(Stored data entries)
-------
//! CSS Selector Model
//!
//! Selector lists, complex/compound selectors, attribute selectors,
//! pseudo-classes and specificity.

/// Comma-separated list of complex selectors
#[derive(Debug, Clone, PartialEq)]
pub struct SelectorList(pub Vec<ComplexSelector>);

impl SelectorList {
    /// Highest specificity among the selectors in the list
    pub fn max_specificity(&self) -> Specificity {
        self.0.iter().map(ComplexSelector::specificity).max().unwrap_or_default()
    }
}

/// Compound selectors joined by combinators, stored left to right
#[derive(Debug, Clone, PartialEq)]
pub struct ComplexSelector {
    pub parts: Vec<SelectorPart>,
}

impl ComplexSelector {
    pub fn specificity(&self) -> Specificity {
        self.parts
            .iter()
            .flat_map(|p| p.compound.components.iter())
            .fold(Specificity::default(), |acc, c| acc + c.specificity())
    }
}

/// One compound selector and its relation to the part on its left
#[derive(Debug, Clone, PartialEq)]
pub struct SelectorPart {
    pub compound: CompoundSelector,
    /// `None` for the leftmost part
    pub combinator: Option<Combinator>,
}

/// Sequence of simple selectors that must all match one element
#[derive(Debug, Clone, PartialEq, Default)]
pub struct CompoundSelector {
    pub components: Vec<SelectorComponent>,
}

/// Combinator between compound selectors
#[derive(Debug, Clone, Copy, PartialEq, Eq)]
pub enum Combinator {
    /// `a b`
    Descendant,
    /// `a > b`
    Child,
    /// `a + b`
    NextSibling,
    /// `a ~ b`
    SubsequentSibling,
}

/// A component of a selector
#[derive(Debug, Clone, PartialEq)]
pub enum SelectorComponent {
    /// Universal selector *
    Universal,
    /// Type selector (tag name)
    Type(String),
    /// ID selector #id
    Id(String),
    /// Class selector .class
    Class(String),
    /// Attribute selector [attr], [attr=value], etc.
    Attribute(AttributeSelector),
    /// Pseudo-class :checked, :nth-child(), etc.
    PseudoClass(PseudoClass),
    /// Pseudo-element ::before (never matches an element)
    PseudoElement(String),
}

impl SelectorComponent {
    fn specificity(&self) -> Specificity {
        match self {
            Self::Universal => Specificity::default(),
            Self::Id(_) => Specificity(1, 0, 0),
            Self::Class(_) | Self::Attribute(_) => Specificity(0, 1, 0),
            Self::Type(_) | Self::PseudoElement(_) => Specificity(0, 0, 1),
            Self::PseudoClass(pseudo) => match pseudo {
                PseudoClass::Where(_) => Specificity::default(),
                PseudoClass::Not(list) | PseudoClass::Is(list) | PseudoClass::Has(list) => list.max_specificity(),
                _ => Specificity(0, 1, 0),
            },
        }
    }
}

/// Selector specificity (a, b, c)
#[derive(Debug, Clone, Copy, Default, PartialEq, Eq, PartialOrd, Ord, Hash)]
pub struct Specificity(pub u32, pub u32, pub u32);

impl std::ops::Add for Specificity {
    type Output = Specificity;

    fn add(self, rhs: Self) -> Self {
        Specificity(self.0 + rhs.0, self.1 + rhs.1, self.2 + rhs.2)
    }
}

/// Attribute selector
#[derive(Debug, Clone, PartialEq)]
pub struct AttributeSelector {
    pub name: String,
    pub matcher: Option<AttributeMatcher>,
    pub case_insensitive: bool,
}

#[derive(Debug, Clone, PartialEq)]
pub enum AttributeMatcher {
    /// [attr=value] - exact match
    Exact(String),
    /// [attr~=value] - whitespace-separated list contains
    Contains(String),
    /// [attr|=value] - exact or prefix with hyphen
    DashMatch(String),
    /// [attr^=value] - starts with
    Prefix(String),
    /// [attr$=value] - ends with
    Suffix(String),
    /// [attr*=value] - contains substring
    Substring(String),
}

impl AttributeSelector {
    /// Check if an attribute value matches
    pub fn matches(&self, value: Option<&str>) -> bool {
        let (matcher, value) = match (&self.matcher, value) {
            (_, None) => return false,
            (None, Some(_)) => return true,
            (Some(matcher), Some(value)) => (matcher, value),
        };

        let fold = |s: &str| {
            if self.case_insensitive {
                s.to_lowercase()
            } else {
                s.to_string()
            }
        };
        let val = fold(value);

        match matcher {
            AttributeMatcher::Exact(expected) => val == fold(expected),
            AttributeMatcher::Contains(expected) => {
                let expected = fold(expected);
                !expected.is_empty() && val.split_whitespace().any(|w| w == expected)
            }
            AttributeMatcher::DashMatch(expected) => {
                let expected = fold(expected);
                val == expected || val.starts_with(&format!("{expected}-"))
            }
            // Empty operands never match for the substring family
            AttributeMatcher::Prefix(expected) => !expected.is_empty() && val.starts_with(&fold(expected)),
            AttributeMatcher::Suffix(expected) => !expected.is_empty() && val.ends_with(&fold(expected)),
            AttributeMatcher::Substring(expected) => !expected.is_empty() && val.contains(&fold(expected)),
        }
    }
}

/// Pseudo-class type
#[derive(Debug, Clone, PartialEq)]
pub enum PseudoClass {
    // Input pseudo-classes
    Enabled,
    Disabled,
    Checked,
    Required,
    Optional,
    ReadOnly,
    ReadWrite,
    PlaceholderShown,

    // Link
    Link,

    // Tree-structural pseudo-classes
    Root,
    Empty,
    FirstChild,
    LastChild,
    OnlyChild,
    FirstOfType,
    LastOfType,
    OnlyOfType,
    NthChild(NthExpression),
    NthLastChild(NthExpression),
    NthOfType(NthExpression),
    NthLastOfType(NthExpression),

    // Logical pseudo-classes
    Not(SelectorList),
    Is(SelectorList),
    Where(SelectorList),
    Has(SelectorList),

    // Other
    Lang(String),

    /// User-interaction state (:hover, :focus, :visited, ...); a static
    /// document is never in these states
    State(String),
}

impl PseudoClass {
    /// Pseudo-classes that take no argument
    pub fn from_name(name: &str) -> Option<Self> {
        Some(match name {
            "enabled" => Self::Enabled,
            "disabled" => Self::Disabled,
            "checked" => Self::Checked,
            "required" => Self::Required,
            "optional" => Self::Optional,
            "read-only" => Self::ReadOnly,
            "read-write" => Self::ReadWrite,
            "placeholder-shown" => Self::PlaceholderShown,
            "link" | "any-link" => Self::Link,
            "root" => Self::Root,
            "empty" => Self::Empty,
            "first-child" => Self::FirstChild,
            "last-child" => Self::LastChild,
            "only-child" => Self::OnlyChild,
            "first-of-type" => Self::FirstOfType,
            "last-of-type" => Self::LastOfType,
            "only-of-type" => Self::OnlyOfType,
            "hover" | "active" | "focus" | "focus-visible" | "focus-within" | "visited" | "target" | "indeterminate"
            | "default" | "valid" | "invalid" => Self::State(name.to_string()),
            _ => return None,
        })
    }
}

/// An+B expression for :nth-* selectors
#[derive(Debug, Clone, PartialEq)]
pub struct NthExpression {
    /// Coefficient (A in An+B)
    pub a: i32,
    /// Offset (B in An+B)
    pub b: i32,
}

impl NthExpression {
    /// Create "odd" expression (2n+1)
    pub fn odd() -> Self {
        Self { a: 2, b: 1 }
    }

    /// Create "even" expression (2n)
    pub fn even() -> Self {
        Self { a: 2, b: 0 }
    }

    /// Create a simple index (0n+b)
    pub fn index(n: i32) -> Self {
        Self { a: 0, b: n }
    }

    /// Create An+B expression
    pub fn new(a: i32, b: i32) -> Self {
        Self { a, b }
    }

    /// Parse from string like "2n+1", "odd", "even", "3"
    pub fn parse(s: &str) -> Option<Self> {
        let s: String = s.trim().to_lowercase().chars().filter(|c| !c.is_whitespace()).collect();

        match s.as_str() {
            "odd" => return Some(Self::odd()),
            "even" => return Some(Self::even()),
            _ => {}
        }

        if let Ok(n) = s.parse::<i32>() {
            return Some(Self::index(n));
        }

        let n_pos = s.find('n')?;
        let a_str = &s[..n_pos];
        let a = match a_str {
            "" | "+" => 1,
            "-" => -1,
            _ => a_str.parse().ok()?,
        };

        let rest = &s[n_pos + 1..];
        let b = if rest.is_empty() {
            0
        } else {
            rest.strip_prefix('+').unwrap_or(rest).parse().ok()?
        };

        Some(Self::new(a, b))
    }

    /// Check if index n (1-based) matches this expression
    pub fn matches(&self, n: i32) -> bool {
        if self.a == 0 {
            return n == self.b;
        }

        let diff = n - self.b;
        diff % self.a == 0 && diff / self.a >= 0
    }
}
-------
◆ WHAT YOU WILL DO ◆
Look through the data above for the word "that". Report each line where it occurs.

◆ TASK ANSWER ◆
/// Sequence of simple selectors that must all match one element
    /// Pseudo-classes that take no argument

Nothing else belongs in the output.